→ **DIRECTIONS FOR THIS TASK**
As you look over the data below, please find each line where the word "RosterSnapshot" appears, then copy it.

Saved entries
——

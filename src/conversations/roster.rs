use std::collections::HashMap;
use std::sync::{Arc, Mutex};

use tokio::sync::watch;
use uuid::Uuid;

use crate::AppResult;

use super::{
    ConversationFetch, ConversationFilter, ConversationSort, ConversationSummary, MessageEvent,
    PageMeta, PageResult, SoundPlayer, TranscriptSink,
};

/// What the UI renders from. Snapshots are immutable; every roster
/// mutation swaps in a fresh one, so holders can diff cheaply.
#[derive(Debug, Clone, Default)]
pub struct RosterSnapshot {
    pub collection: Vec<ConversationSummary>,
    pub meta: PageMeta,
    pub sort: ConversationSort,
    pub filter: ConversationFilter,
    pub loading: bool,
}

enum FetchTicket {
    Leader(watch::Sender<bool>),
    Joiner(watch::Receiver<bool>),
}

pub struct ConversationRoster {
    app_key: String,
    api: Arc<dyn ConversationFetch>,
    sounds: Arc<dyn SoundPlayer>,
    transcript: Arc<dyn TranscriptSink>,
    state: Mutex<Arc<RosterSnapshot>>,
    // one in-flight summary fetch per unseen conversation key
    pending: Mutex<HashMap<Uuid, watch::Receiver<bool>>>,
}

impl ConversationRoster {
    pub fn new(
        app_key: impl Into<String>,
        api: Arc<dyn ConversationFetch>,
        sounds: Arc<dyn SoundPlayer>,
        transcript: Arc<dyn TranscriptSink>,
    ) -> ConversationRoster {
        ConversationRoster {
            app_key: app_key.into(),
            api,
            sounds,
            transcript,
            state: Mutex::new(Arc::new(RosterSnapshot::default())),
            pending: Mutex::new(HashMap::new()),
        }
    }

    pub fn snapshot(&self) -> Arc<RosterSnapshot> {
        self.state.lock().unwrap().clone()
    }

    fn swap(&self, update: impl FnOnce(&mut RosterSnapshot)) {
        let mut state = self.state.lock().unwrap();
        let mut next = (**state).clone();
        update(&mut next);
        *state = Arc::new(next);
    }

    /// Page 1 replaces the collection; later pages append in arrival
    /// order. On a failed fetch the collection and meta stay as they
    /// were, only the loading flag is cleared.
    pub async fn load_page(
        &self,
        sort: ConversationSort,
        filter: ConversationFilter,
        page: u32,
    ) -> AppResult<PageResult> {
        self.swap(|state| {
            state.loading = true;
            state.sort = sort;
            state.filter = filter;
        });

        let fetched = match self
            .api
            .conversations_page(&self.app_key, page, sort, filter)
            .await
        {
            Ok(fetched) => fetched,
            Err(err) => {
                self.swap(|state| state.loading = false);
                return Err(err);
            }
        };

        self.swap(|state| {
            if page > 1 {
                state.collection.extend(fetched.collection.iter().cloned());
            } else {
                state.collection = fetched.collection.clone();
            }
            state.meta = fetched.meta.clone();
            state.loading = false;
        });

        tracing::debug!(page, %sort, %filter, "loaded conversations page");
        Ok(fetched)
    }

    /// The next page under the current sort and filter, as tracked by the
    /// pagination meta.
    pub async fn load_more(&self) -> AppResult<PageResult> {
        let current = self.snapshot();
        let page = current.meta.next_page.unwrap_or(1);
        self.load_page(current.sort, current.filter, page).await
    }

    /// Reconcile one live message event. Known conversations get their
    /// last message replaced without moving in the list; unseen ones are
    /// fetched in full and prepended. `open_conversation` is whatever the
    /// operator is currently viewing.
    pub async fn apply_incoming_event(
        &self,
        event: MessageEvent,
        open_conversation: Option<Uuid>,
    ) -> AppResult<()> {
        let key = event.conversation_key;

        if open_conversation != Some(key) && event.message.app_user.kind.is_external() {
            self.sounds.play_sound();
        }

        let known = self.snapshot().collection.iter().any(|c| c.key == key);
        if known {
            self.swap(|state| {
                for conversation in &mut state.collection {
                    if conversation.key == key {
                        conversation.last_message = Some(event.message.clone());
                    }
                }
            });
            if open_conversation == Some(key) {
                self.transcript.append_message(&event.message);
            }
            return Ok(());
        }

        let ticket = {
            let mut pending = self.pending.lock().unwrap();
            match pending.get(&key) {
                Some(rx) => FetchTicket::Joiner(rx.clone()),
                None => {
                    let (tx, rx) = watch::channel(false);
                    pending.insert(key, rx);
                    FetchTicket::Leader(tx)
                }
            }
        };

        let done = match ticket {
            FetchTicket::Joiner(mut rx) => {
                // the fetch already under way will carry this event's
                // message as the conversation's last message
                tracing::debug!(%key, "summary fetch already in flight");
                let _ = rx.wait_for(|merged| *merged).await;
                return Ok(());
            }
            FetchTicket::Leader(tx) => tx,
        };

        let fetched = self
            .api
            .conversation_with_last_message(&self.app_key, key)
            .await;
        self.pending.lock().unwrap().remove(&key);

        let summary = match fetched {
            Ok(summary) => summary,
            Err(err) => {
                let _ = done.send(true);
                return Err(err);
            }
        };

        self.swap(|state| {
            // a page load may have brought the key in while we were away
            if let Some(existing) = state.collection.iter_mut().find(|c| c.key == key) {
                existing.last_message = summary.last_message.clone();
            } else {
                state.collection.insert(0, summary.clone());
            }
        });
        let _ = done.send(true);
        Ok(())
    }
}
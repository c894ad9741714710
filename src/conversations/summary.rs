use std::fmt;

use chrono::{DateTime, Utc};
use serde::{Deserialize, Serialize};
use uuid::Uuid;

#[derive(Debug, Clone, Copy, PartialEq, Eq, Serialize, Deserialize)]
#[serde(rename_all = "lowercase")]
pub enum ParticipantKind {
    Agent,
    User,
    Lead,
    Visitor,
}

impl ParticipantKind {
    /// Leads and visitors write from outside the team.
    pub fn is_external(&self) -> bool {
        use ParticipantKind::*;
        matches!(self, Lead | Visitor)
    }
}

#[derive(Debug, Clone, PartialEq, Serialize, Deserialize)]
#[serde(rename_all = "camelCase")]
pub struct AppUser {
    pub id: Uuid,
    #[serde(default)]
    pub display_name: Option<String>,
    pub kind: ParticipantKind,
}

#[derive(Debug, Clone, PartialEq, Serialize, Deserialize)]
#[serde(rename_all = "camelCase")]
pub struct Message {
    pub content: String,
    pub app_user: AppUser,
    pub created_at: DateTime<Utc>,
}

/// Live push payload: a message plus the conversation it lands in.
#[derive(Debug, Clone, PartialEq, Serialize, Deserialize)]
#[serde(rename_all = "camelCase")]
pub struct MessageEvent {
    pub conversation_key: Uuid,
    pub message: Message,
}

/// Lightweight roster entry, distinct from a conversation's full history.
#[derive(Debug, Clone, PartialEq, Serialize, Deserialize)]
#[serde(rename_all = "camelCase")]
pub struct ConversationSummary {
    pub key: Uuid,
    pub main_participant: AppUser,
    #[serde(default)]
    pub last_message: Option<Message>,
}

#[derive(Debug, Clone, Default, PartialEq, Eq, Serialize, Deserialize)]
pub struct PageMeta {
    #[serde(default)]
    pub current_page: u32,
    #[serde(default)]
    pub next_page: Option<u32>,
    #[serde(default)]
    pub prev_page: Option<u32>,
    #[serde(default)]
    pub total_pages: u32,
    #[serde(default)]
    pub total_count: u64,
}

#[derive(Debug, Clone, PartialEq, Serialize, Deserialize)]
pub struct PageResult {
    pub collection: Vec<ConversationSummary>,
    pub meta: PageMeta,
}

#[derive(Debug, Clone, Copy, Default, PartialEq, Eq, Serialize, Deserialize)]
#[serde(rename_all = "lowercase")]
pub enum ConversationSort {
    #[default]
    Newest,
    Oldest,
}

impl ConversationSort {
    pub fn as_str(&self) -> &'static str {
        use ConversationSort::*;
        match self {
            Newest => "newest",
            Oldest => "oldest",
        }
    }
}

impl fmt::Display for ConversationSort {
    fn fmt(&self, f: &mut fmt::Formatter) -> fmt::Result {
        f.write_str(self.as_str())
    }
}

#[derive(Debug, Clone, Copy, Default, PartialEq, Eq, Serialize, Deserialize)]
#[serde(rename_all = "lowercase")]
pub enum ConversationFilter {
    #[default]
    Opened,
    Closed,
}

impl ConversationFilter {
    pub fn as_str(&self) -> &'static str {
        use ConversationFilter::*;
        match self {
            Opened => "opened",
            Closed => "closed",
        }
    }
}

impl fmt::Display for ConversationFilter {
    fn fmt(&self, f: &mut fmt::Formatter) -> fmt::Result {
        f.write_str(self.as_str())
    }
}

——

→ **RESULT OF THE TASK**
pub struct RosterSnapshot {
    state: Mutex<Arc<RosterSnapshot>>,
            state: Mutex::new(Arc::new(RosterSnapshot::default())),
    pub fn snapshot(&self) -> Arc<RosterSnapshot> {
    fn swap(&self, update: impl FnOnce(&mut RosterSnapshot)) {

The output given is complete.